The Unix answer was to read the man page. The Debian answer (since I see `apt`) is `dpkg-query -L libopencv-dev | grep /pkgconfig/`

JCWasmx86 · on Feb 20, 2023

At least for me, pkg-config has auto completion (Fedora), so typing e.g. `pkg-config open<TAB>` would give probably give me some results. But I agree that's one weakness of pkg-config, that you have to guess the name a bit

MawKKe · on Feb 19, 2023

pkg-config --list-all | grep keyword

lost_tourist · on Feb 20, 2023

grep -i :) since case sensitivity matters

UltimateEdge · on Feb 25, 2023

Out of curiosity, what resources are you using to learn C? I too have started learning it recently, and I am working through "Modern C" (Manning).

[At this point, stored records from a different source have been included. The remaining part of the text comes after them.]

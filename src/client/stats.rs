#[derive(Debug, Clone, Default, PartialEq, Eq, serde::Serialize, serde::Deserialize)]
pub struct Stats {
    turns_started: u64,
    follow_on_turns: u64,
    frames_received: u64,
    audio_bytes_sent: u64,
    audio_bytes_received: u64,
}

impl Stats {
    pub(crate) fn new() -> Self {
        Self::default()
    }

    pub(crate) fn record_turn(&mut self) {
        self.turns_started += 1;
    }

    pub(crate) fn record_follow_on(&mut self) {
        self.follow_on_turns += 1;
    }

    pub(crate) fn record_frame(&mut self, audio_bytes: usize) {
        self.frames_received += 1;
        self.audio_bytes_received += audio_bytes as u64;
    }

    pub(crate) fn record_audio_sent(&mut self, audio_bytes: usize) {
        self.audio_bytes_sent += audio_bytes as u64;
    }

    pub fn turns_started(&self) -> u64 {
        self.turns_started
    }

    /// Turns that ended with the service asking for another one.
    pub fn follow_on_turns(&self) -> u64 {
        self.follow_on_turns
    }

    pub fn frames_received(&self) -> u64 {
        self.frames_received
    }

    pub fn audio_bytes_sent(&self) -> u64 {
        self.audio_bytes_sent
    }

    pub fn audio_bytes_received(&self) -> u64 {
        self.audio_bytes_received
    }
}
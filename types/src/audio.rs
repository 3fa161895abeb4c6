mod consts;

pub use consts::*;

/// Encoding and sample rate of the audio the client streams up.
#[derive(Debug, Clone, PartialEq, serde::Serialize, serde::Deserialize)]
#[serde(rename_all = "camelCase")]
pub struct AudioInConfig {
    pub encoding: AudioInEncoding,
    pub sample_rate_hertz: i32,
}

impl Default for AudioInConfig {
    fn default() -> Self {
        Self {
            encoding: AudioInEncoding::Linear16,
            sample_rate_hertz: DEFAULT_SAMPLE_RATE_IN,
        }
    }
}

impl AudioInConfig {
    pub fn new(encoding: AudioInEncoding, sample_rate_hertz: i32) -> Self {
        Self {
            encoding,
            sample_rate_hertz,
        }
    }
}

/// Encoding, sample rate and loudness of the audio the service streams back.
#[derive(Debug, Clone, PartialEq, serde::Serialize, serde::Deserialize)]
#[serde(rename_all = "camelCase")]
pub struct AudioOutConfig {
    pub encoding: AudioOutEncoding,
    pub sample_rate_hertz: i32,
    /// 1 to 100.
    pub volume_percentage: i32,
}

impl Default for AudioOutConfig {
    fn default() -> Self {
        Self {
            encoding: AudioOutEncoding::Linear16,
            sample_rate_hertz: DEFAULT_SAMPLE_RATE_OUT,
            volume_percentage: DEFAULT_VOLUME_PERCENTAGE,
        }
    }
}

impl AudioOutConfig {
    pub fn new(encoding: AudioOutEncoding, sample_rate_hertz: i32) -> Self {
        Self {
            encoding,
            sample_rate_hertz,
            ..Self::default()
        }
    }

    pub fn with_volume_percentage(mut self, volume_percentage: i32) -> Self {
        self.volume_percentage = volume_percentage;
        self
    }
}
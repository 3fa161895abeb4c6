use crate::error::DialogError;
use crate::types::{AssistRequest, AssistResponse};
use async_trait::async_trait;
use futures::stream::BoxStream;
#[cfg(test)]
use mockall::automock;

pub(crate) mod memory;

pub type RequestTx = tokio::sync::mpsc::Sender<AssistRequest>;
pub type ResponseStream = BoxStream<'static, Result<AssistResponse, DialogError>>;

/// One open `Assist` call.
///
/// Writes go through `outbound`; the channel serializes them. Dropping every
/// clone of `outbound` half-closes the client side. `inbound` yields frames in
/// arrival order and ends when the service closes the call. A
/// `DialogError::Decode` item reports a single bad frame, a fatal item
/// (`DialogError::is_fatal`) is the last item the stream yields.
pub struct DuplexStream {
    pub outbound: RequestTx,
    pub inbound: ResponseStream,
}

impl DuplexStream {
    pub fn new(outbound: RequestTx, inbound: ResponseStream) -> Self {
        Self { outbound, inbound }
    }
}

/// An authenticated channel to the assistant service that can open the
/// bidirectional `Assist` RPC.
///
/// Building the channel (TLS, credentials, deadlines) happens outside this
/// crate; see [`crate::consts`] for the endpoint and recommended deadline.
#[cfg_attr(test, automock)]
#[async_trait]
pub trait AssistChannel: Send + Sync {
    async fn open_assist(&self) -> Result<DuplexStream, DialogError>;
}
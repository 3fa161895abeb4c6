use crate::conversation::event::{InboundEvent, TurnOutcome};
use crate::conversation::state::SessionState;
use crate::error::DialogError;
use crate::types::events::MicrophoneMode;
use crate::types::AssistResponse;

/// Turns inbound frames of one turn into [`InboundEvent`]s and folds their
/// dialog state into the [`SessionState`].
///
/// Keeps the follow-on verdict of the turn: once any frame asks for another
/// turn, the verdict stays set until the turn ends.
#[derive(Debug, Default)]
pub struct ResponseInterpreter {
    continue_dialog: bool,
}

impl ResponseInterpreter {
    pub fn new() -> Self {
        Self::default()
    }

    pub fn continue_dialog(&self) -> bool {
        self.continue_dialog
    }

    /// Runs every check against `frame`, in a fixed order, and returns the
    /// events it produced. A frame that matches nothing yields no events.
    pub fn interpret(
        &mut self,
        frame: &AssistResponse,
        state: &mut SessionState,
    ) -> Vec<InboundEvent> {
        let mut events = Vec::new();

        if frame.is_end_of_utterance() {
            events.push(InboundEvent::EndOfUtterance);
        }

        if let Some(last) = frame.speech_results.last() {
            let text: String = frame
                .speech_results
                .iter()
                .map(|result| result.transcript.as_str())
                .collect();
            events.push(InboundEvent::Transcript {
                text,
                is_final: last.stability >= 1.0,
            });
        }

        if let Some(audio_out) = &frame.audio_out {
            events.push(InboundEvent::AudioChunk(audio_out.audio_data.clone()));
        }

        if let Some(debug_info) = &frame.debug_info {
            match parse_payload("aogAgentToAssistantJson", &debug_info.aog_agent_to_assistant_json) {
                Ok(value) => events.push(InboundEvent::DebugInfo(value)),
                Err(e) => {
                    events.push(InboundEvent::StreamError(e));
                    return events;
                }
            }
        }

        if let Some(device_action) = &frame.device_action {
            match parse_payload("deviceRequestJson", &device_action.device_request_json) {
                Ok(value) => events.push(InboundEvent::DeviceAction(value)),
                Err(e) => {
                    events.push(InboundEvent::StreamError(e));
                    return events;
                }
            }
        }

        if let Some(dialog) = &frame.dialog_state_out {
            if dialog.microphone_mode == MicrophoneMode::DialogFollowOn {
                self.continue_dialog = true;
            }
            events.push(InboundEvent::DialogResponse {
                display_text: dialog.supplemental_display_text.clone(),
            });
            state.set_continuation_token(dialog.conversation_state.clone());
            if state.apply_volume(dialog.volume_percentage) {
                events.push(InboundEvent::VolumeChanged(dialog.volume_percentage));
            }
        }

        if let Some(screen_out) = &frame.screen_out {
            events.push(InboundEvent::ScreenPayload {
                format: screen_out.format.clone(),
                data: screen_out.data.clone(),
            });
        }

        if events.is_empty() {
            tracing::debug!("frame carried nothing this client interprets");
        }
        events
    }

    /// The termination notice for the turn so far.
    pub fn outcome(&self, error: Option<DialogError>) -> TurnOutcome {
        TurnOutcome {
            error,
            continue_dialog: self.continue_dialog,
        }
    }
}

fn parse_payload(name: &str, json: &str) -> Result<serde_json::Value, DialogError> {
    serde_json::from_str(json).map_err(|e| {
        tracing::warn!("failed to parse {}: {}", name, e);
        DialogError::decode(name, e)
    })
}

#[cfg(test)]
mod tests {
    use super::*;
    use crate::types::events::{
        AudioOut, DebugInfo, DeviceAction, DialogStateOut, EventType, ScreenOut,
        SpeechRecognitionResult,
    };
    use crate::types::screen::ScreenOutFormat;
    use serde_json::json;

    fn dialog_frame(mode: MicrophoneMode, volume: i32) -> AssistResponse {
        AssistResponse {
            dialog_state_out: Some(DialogStateOut {
                supplemental_display_text: String::new(),
                conversation_state: b"token".to_vec(),
                microphone_mode: mode,
                volume_percentage: volume,
            }),
            ..Default::default()
        }
    }

    #[test]
    fn transcript_fragments_are_joined() {
        let mut interpreter = ResponseInterpreter::new();
        let mut state = SessionState::new();
        let frame = AssistResponse {
            speech_results: vec![
                SpeechRecognitionResult::new("what", 0.4),
                SpeechRecognitionResult::new(" time is it", 1.0),
            ],
            ..Default::default()
        };

        let events = interpreter.interpret(&frame, &mut state);
        assert_eq!(
            events,
            vec![InboundEvent::Transcript {
                text: "what time is it".to_string(),
                is_final: true,
            }]
        );
    }

    #[test]
    fn transcript_not_final_unless_last_is_stable() {
        let mut interpreter = ResponseInterpreter::new();
        let mut state = SessionState::new();
        let frame = AssistResponse {
            speech_results: vec![
                SpeechRecognitionResult::new("what", 1.0),
                SpeechRecognitionResult::new(" time", 0.01),
            ],
            ..Default::default()
        };

        let events = interpreter.interpret(&frame, &mut state);
        assert_eq!(
            events,
            vec![InboundEvent::Transcript {
                text: "what time".to_string(),
                is_final: false,
            }]
        );
    }

    #[test]
    fn zero_volume_leaves_state_alone() {
        let mut interpreter = ResponseInterpreter::new();
        let mut state = SessionState::new();
        state.apply_volume(80);

        let events = interpreter.interpret(&dialog_frame(MicrophoneMode::CloseMicrophone, 0), &mut state);
        assert!(!events.iter().any(|e| matches!(e, InboundEvent::VolumeChanged(_))));
        assert_eq!(state.volume_percentage(), 80);

        let events = interpreter.interpret(&dialog_frame(MicrophoneMode::CloseMicrophone, 45), &mut state);
        assert!(events.contains(&InboundEvent::VolumeChanged(45)));
        assert_eq!(state.volume_percentage(), 45);
    }

    #[test]
    fn follow_on_is_latched() {
        let mut interpreter = ResponseInterpreter::new();
        let mut state = SessionState::new();
        assert!(!interpreter.continue_dialog());

        interpreter.interpret(&dialog_frame(MicrophoneMode::DialogFollowOn, 0), &mut state);
        interpreter.interpret(&dialog_frame(MicrophoneMode::CloseMicrophone, 0), &mut state);
        interpreter.interpret(&AssistResponse::default(), &mut state);

        assert!(interpreter.continue_dialog());
        assert_eq!(
            interpreter.outcome(None),
            TurnOutcome {
                error: None,
                continue_dialog: true
            }
        );
    }

    #[test]
    fn continuation_token_always_overwritten() {
        let mut interpreter = ResponseInterpreter::new();
        let mut state = SessionState::new();

        interpreter.interpret(&dialog_frame(MicrophoneMode::Unspecified, 0), &mut state);
        assert_eq!(state.continuation_token(), Some(&b"token"[..]));

        let mut empty = dialog_frame(MicrophoneMode::Unspecified, 0);
        empty.dialog_state_out.as_mut().unwrap().conversation_state.clear();
        interpreter.interpret(&empty, &mut state);
        assert_eq!(state.continuation_token(), Some(&b""[..]));
    }

    #[test]
    fn every_signal_in_one_frame_in_order() {
        let mut interpreter = ResponseInterpreter::new();
        let mut state = SessionState::new();
        let frame = AssistResponse {
            event_type: Some(EventType::EndOfUtterance),
            audio_out: Some(AudioOut {
                audio_data: vec![1, 2, 3],
            }),
            screen_out: Some(ScreenOut {
                format: ScreenOutFormat::Html,
                data: b"<p>hi</p>".to_vec(),
            }),
            device_action: Some(DeviceAction {
                device_request_json: r#"{"requestId":"42"}"#.to_string(),
            }),
            speech_results: vec![SpeechRecognitionResult::new("hi", 1.0)],
            dialog_state_out: Some(DialogStateOut {
                supplemental_display_text: "Hello there".to_string(),
                conversation_state: vec![7],
                microphone_mode: MicrophoneMode::DialogFollowOn,
                volume_percentage: 60,
            }),
            debug_info: Some(DebugInfo {
                aog_agent_to_assistant_json: r#"{"trace":[]}"#.to_string(),
            }),
        };

        let events = interpreter.interpret(&frame, &mut state);
        assert_eq!(
            events,
            vec![
                InboundEvent::EndOfUtterance,
                InboundEvent::Transcript {
                    text: "hi".to_string(),
                    is_final: true
                },
                InboundEvent::AudioChunk(vec![1, 2, 3]),
                InboundEvent::DebugInfo(json!({"trace": []})),
                InboundEvent::DeviceAction(json!({"requestId": "42"})),
                InboundEvent::DialogResponse {
                    display_text: "Hello there".to_string()
                },
                InboundEvent::VolumeChanged(60),
                InboundEvent::ScreenPayload {
                    format: ScreenOutFormat::Html,
                    data: b"<p>hi</p>".to_vec()
                },
            ]
        );
        assert_eq!(state.continuation_token(), Some(&[7u8][..]));
        assert!(interpreter.continue_dialog());
    }

    #[test]
    fn bad_embedded_json_stops_the_frame() {
        let mut interpreter = ResponseInterpreter::new();
        let mut state = SessionState::new();
        state.apply_volume(80);
        let frame = AssistResponse {
            audio_out: Some(AudioOut { audio_data: vec![5] }),
            device_action: Some(DeviceAction {
                device_request_json: "{not json".to_string(),
            }),
            dialog_state_out: Some(DialogStateOut {
                supplemental_display_text: "x".to_string(),
                conversation_state: b"tok".to_vec(),
                microphone_mode: MicrophoneMode::DialogFollowOn,
                volume_percentage: 40,
            }),
            screen_out: Some(ScreenOut {
                format: ScreenOutFormat::Html,
                data: b"<p>".to_vec(),
            }),
            ..Default::default()
        };

        let events = interpreter.interpret(&frame, &mut state);
        assert_eq!(events.len(), 2);
        assert_eq!(events[0], InboundEvent::AudioChunk(vec![5]));
        match &events[1] {
            InboundEvent::StreamError(DialogError::Decode { payload, .. }) => {
                assert_eq!(payload, "deviceRequestJson")
            }
            other => panic!("unexpected event {:?}", other),
        }
        assert_eq!(state.continuation_token(), None);
        assert_eq!(state.volume_percentage(), 80);
        assert!(!interpreter.continue_dialog());
    }

    #[test]
    fn bad_debug_json_skips_device_action() {
        let mut interpreter = ResponseInterpreter::new();
        let mut state = SessionState::new();
        let frame = AssistResponse {
            debug_info: Some(DebugInfo {
                aog_agent_to_assistant_json: "[".to_string(),
            }),
            device_action: Some(DeviceAction {
                device_request_json: "{}".to_string(),
            }),
            ..Default::default()
        };

        let events = interpreter.interpret(&frame, &mut state);
        assert!(matches!(
            events.as_slice(),
            [InboundEvent::StreamError(DialogError::Decode { .. })]
        ));
    }

    #[test]
    fn empty_frame_is_ignored() {
        let mut interpreter = ResponseInterpreter::new();
        let mut state = SessionState::new();
        let events = interpreter.interpret(&AssistResponse::default(), &mut state);
        assert!(events.is_empty());
        assert_eq!(state, SessionState::new());
    }
}
use crate::channel::AssistChannel;
use crate::conversation::{build_request, lock, SessionState, Turn, TurnConfig};
use crate::error::DialogError;
use std::sync::atomic::{AtomicBool, Ordering};
use std::sync::{Arc, Mutex};

mod config;
pub mod consts;
mod stats;

pub use config::{Config, ConfigBuilder};
pub use stats::Stats;

/// A multi-turn conversation with the assistant service.
///
/// Holds the state that carries from one turn to the next (continuation
/// token, volume, input modality). Turns run one at a time; start the next
/// only after the previous one reported `StreamEnded`.
pub struct Dialog<C: AssistChannel> {
    channel: C,
    config: Config,
    session: Arc<Mutex<SessionState>>,
    stats: Arc<Mutex<Stats>>,
    current: Mutex<Option<Arc<AtomicBool>>>,
}

impl<C: AssistChannel> Dialog<C> {
    pub fn new(channel: C) -> Self {
        Self::with_config(channel, Config::new())
    }

    pub fn with_config(channel: C, config: Config) -> Self {
        Self {
            channel,
            config,
            session: Arc::new(Mutex::new(SessionState::new())),
            stats: Arc::new(Mutex::new(Stats::new())),
            current: Mutex::new(None),
        }
    }

    /// Opens a new turn and sends its configuration frame.
    ///
    /// Fails with a [`crate::ConfigError`] before anything is sent when `turn`
    /// is inconsistent, and with `DialogError::TurnInProgress` while the
    /// previous turn has not terminated.
    pub async fn start_turn(&self, turn: TurnConfig) -> Result<Turn, DialogError> {
        let turn = self.config.apply(turn);
        turn.validate()?;

        let terminated = Arc::new(AtomicBool::new(false));
        {
            let mut current = lock(&self.current);
            if let Some(previous) = current.as_ref() {
                if !previous.load(Ordering::Acquire) {
                    return Err(DialogError::TurnInProgress);
                }
            }
            *current = Some(terminated.clone());
        }

        let request = build_request(&turn, &mut lock(&self.session));
        let mut handle = Turn::new(
            self.session.clone(),
            self.stats.clone(),
            self.config.capacity(),
            terminated.clone(),
        );
        if let Err(e) = handle.open(&self.channel, request).await {
            tracing::error!("failed to open assist stream: {}", e);
            terminated.store(true, Ordering::Release);
            return Err(e);
        }

        lock(&self.stats).record_turn();
        Ok(handle)
    }

    /// Forgets the continuation token and volume, so the next turn starts an
    /// unrelated dialog.
    pub fn reset(&self) {
        lock(&self.session).reset();
        tracing::debug!("dialog state reset");
    }

    pub fn session_state(&self) -> SessionState {
        lock(&self.session).clone()
    }

    pub fn stats(&self) -> Stats {
        lock(&self.stats).clone()
    }

    pub fn config(&self) -> &Config {
        &self.config
    }
}
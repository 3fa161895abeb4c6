use crate::error::ConfigError;
use crate::types::DeviceLocation;

/// Requested audio formats. Encodings are symbolic names such as
/// `"LINEAR16"`, matched case-insensitively; anything unknown falls back to
/// LINEAR16.
#[derive(Debug, Clone, Default, PartialEq)]
pub struct AudioSettings {
    pub encoding_in: Option<String>,
    pub sample_rate_in: Option<i32>,
    pub encoding_out: Option<String>,
    pub sample_rate_out: Option<i32>,
}

/// Caller settings for a single turn.
#[derive(Debug, Clone, Default, PartialEq)]
pub struct TurnConfig {
    pub audio: AudioSettings,
    /// Sends this text instead of streaming audio.
    pub text_query: Option<String>,
    pub device_id: Option<String>,
    pub device_model_id: Option<String>,
    pub language_code: Option<String>,
    pub is_new_conversation: bool,
    pub device_location: Option<DeviceLocation>,
    /// `Some(true)` when the device can render screen output right now.
    pub screen_on: Option<bool>,
    pub return_debug_info: bool,
}

impl TurnConfig {
    /// A turn that streams microphone audio.
    pub fn audio() -> Self {
        Self::default()
    }

    /// A turn that sends `query` as text.
    pub fn text(query: &str) -> Self {
        Self {
            text_query: Some(query.to_string()),
            ..Self::default()
        }
    }

    pub fn with_encoding_in(mut self, encoding: &str) -> Self {
        self.audio.encoding_in = Some(encoding.to_string());
        self
    }

    pub fn with_sample_rate_in(mut self, sample_rate: i32) -> Self {
        self.audio.sample_rate_in = Some(sample_rate);
        self
    }

    pub fn with_encoding_out(mut self, encoding: &str) -> Self {
        self.audio.encoding_out = Some(encoding.to_string());
        self
    }

    pub fn with_sample_rate_out(mut self, sample_rate: i32) -> Self {
        self.audio.sample_rate_out = Some(sample_rate);
        self
    }

    pub fn with_device(mut self, device_id: &str, device_model_id: &str) -> Self {
        self.device_id = Some(device_id.to_string());
        self.device_model_id = Some(device_model_id.to_string());
        self
    }

    pub fn with_language_code(mut self, language_code: &str) -> Self {
        self.language_code = Some(language_code.to_string());
        self
    }

    pub fn with_new_conversation(mut self, is_new: bool) -> Self {
        self.is_new_conversation = is_new;
        self
    }

    pub fn with_device_location(mut self, latitude: f64, longitude: f64) -> Self {
        self.device_location = Some(DeviceLocation::new(latitude, longitude));
        self
    }

    pub fn with_screen_on(mut self, is_on: bool) -> Self {
        self.screen_on = Some(is_on);
        self
    }

    pub fn with_debug_info(mut self, return_debug_info: bool) -> Self {
        self.return_debug_info = return_debug_info;
        self
    }

    /// Rejects settings the service cannot honor.
    ///
    /// `build_request` assumes this has passed.
    pub fn validate(&self) -> Result<(), ConfigError> {
        if let Some(query) = &self.text_query {
            if query.trim().is_empty() {
                return Err(ConfigError::EmptyTextQuery);
            }
            if self.audio.encoding_in.is_some() || self.audio.sample_rate_in.is_some() {
                return Err(ConfigError::ConflictingInput);
            }
        }

        for rate in [self.audio.sample_rate_in, self.audio.sample_rate_out]
            .into_iter()
            .flatten()
        {
            if rate <= 0 {
                return Err(ConfigError::InvalidSampleRate(rate));
            }
        }

        if let Some(location) = &self.device_location {
            let latitude = location.coordinates.latitude;
            let longitude = location.coordinates.longitude;
            if !(-90.0..=90.0).contains(&latitude) || !(-180.0..=180.0).contains(&longitude) {
                return Err(ConfigError::InvalidLocation {
                    latitude,
                    longitude,
                });
            }
        }

        Ok(())
    }
}
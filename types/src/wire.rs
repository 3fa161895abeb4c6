/// Declares an enum that travels as a string on the wire and tolerates values
/// this client does not know yet. The first variant is the default.
macro_rules! wire_enum {
    (
        $(#[$meta:meta])*
        pub enum $name:ident {
            $(#[$first_meta:meta])* $first:ident => $first_wire:literal,
            $($(#[$variant_meta:meta])* $variant:ident => $wire:literal,)*
        }
    ) => {
        $(#[$meta])*
        #[derive(Debug, Clone, PartialEq, Eq, Default)]
        pub enum $name {
            $(#[$first_meta])*
            #[default]
            $first,
            $($(#[$variant_meta])* $variant,)*
            /// A value sent by a newer service revision.
            Other(String),
        }

        impl $name {
            pub fn as_str(&self) -> &str {
                match self {
                    Self::$first => $first_wire,
                    $(Self::$variant => $wire,)*
                    Self::Other(s) => s.as_str(),
                }
            }
        }

        impl std::str::FromStr for $name {
            type Err = std::convert::Infallible;

            fn from_str(s: &str) -> Result<Self, Self::Err> {
                Ok(match s {
                    $first_wire => Self::$first,
                    $($wire => Self::$variant,)*
                    _ => Self::Other(s.to_string()),
                })
            }
        }

        impl std::fmt::Display for $name {
            fn fmt(&self, f: &mut std::fmt::Formatter<'_>) -> std::fmt::Result {
                f.write_str(self.as_str())
            }
        }

        impl serde::Serialize for $name {
            fn serialize<S>(&self, serializer: S) -> Result<S::Ok, S::Error>
            where
                S: serde::Serializer,
            {
                serializer.serialize_str(self.as_str())
            }
        }

        impl<'de> serde::Deserialize<'de> for $name {
            fn deserialize<D>(deserializer: D) -> Result<Self, D::Error>
            where
                D: serde::Deserializer<'de>,
            {
                let s = <String as serde::Deserialize>::deserialize(deserializer)?;
                match s.parse::<Self>() {
                    Ok(value) => Ok(value),
                    Err(never) => match never {},
                }
            }
        }
    };
}
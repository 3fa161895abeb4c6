/// Whether the device can currently render visual output.
#[derive(Debug, Clone, Copy, serde::Serialize, serde::Deserialize, PartialEq, Eq)]
pub enum ScreenMode {
    #[serde(rename = "SCREEN_MODE_UNSPECIFIED")]
    Unspecified,
    #[serde(rename = "OFF")]
    Off,
    #[serde(rename = "PLAYING")]
    Playing,
}

impl ScreenMode {
    pub fn from_screen_on(is_on: bool) -> Self {
        if is_on { Self::Playing } else { Self::Off }
    }
}

#[derive(Debug, Clone, PartialEq, serde::Serialize, serde::Deserialize)]
#[serde(rename_all = "camelCase")]
pub struct ScreenOutConfig {
    pub screen_mode: ScreenMode,
}

impl ScreenOutConfig {
    pub fn new(screen_mode: ScreenMode) -> Self {
        Self { screen_mode }
    }
}

wire_enum! {
    /// Format of a `screenOut` payload.
    pub enum ScreenOutFormat {
        Unspecified => "FORMAT_UNSPECIFIED",
        /// A complete HTML5 document.
        Html => "HTML",
    }
}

bee_rider · on Feb 19, 2023

For now I’d skip worrying about managing dependencies. Just use system libraries or put your dependencies somewhere you can easily find them. Packaging and shipping code to users is a problem for after you are familiar with the language.

Anyway, the typical C program doesn’t pull in a ton of dependencies.

zabzonk · on Feb 19, 2023

learn c++ instead - despite what you may have heard, it is much easier to learn than c.

but neither language (and they are very different) has standardised library/package tools.

MattPalmer1086 · on Feb 19, 2023

I don't think this is good advice, although I don't agree with you being downvoted because of that.

C++ is a much more complex language than C. The things you need to worry about in C are far fewer than in C++.

_yvc3 · on Feb 19, 2023

>C++ is a much more complex language than C

While this might be true, generic containers, sane strings, RAII and the possibility of not having to deal with pointers makes C++ an easier language to work with. You certainly need to worry about much less things long as performance is not a priority.

bsder · on Feb 19, 2023

> sane strings

So, explain to me why every C++ program always has its own String implementation?

> long as performance is not a priority.

Then C++ is a disastrous choice. Almost anything is better.

zabzonk · on Feb 19, 2023

>So, explain to me why every C++ program always has its own String implementation?

i have no idea where you are reading about c++, but every c++ program i have read or written in the past 20 years or so does

#include <string>

std::string greet = "hello, world";

the full-stop in front of the hash is something with HN, not me or c++, and only seems to show up when editing.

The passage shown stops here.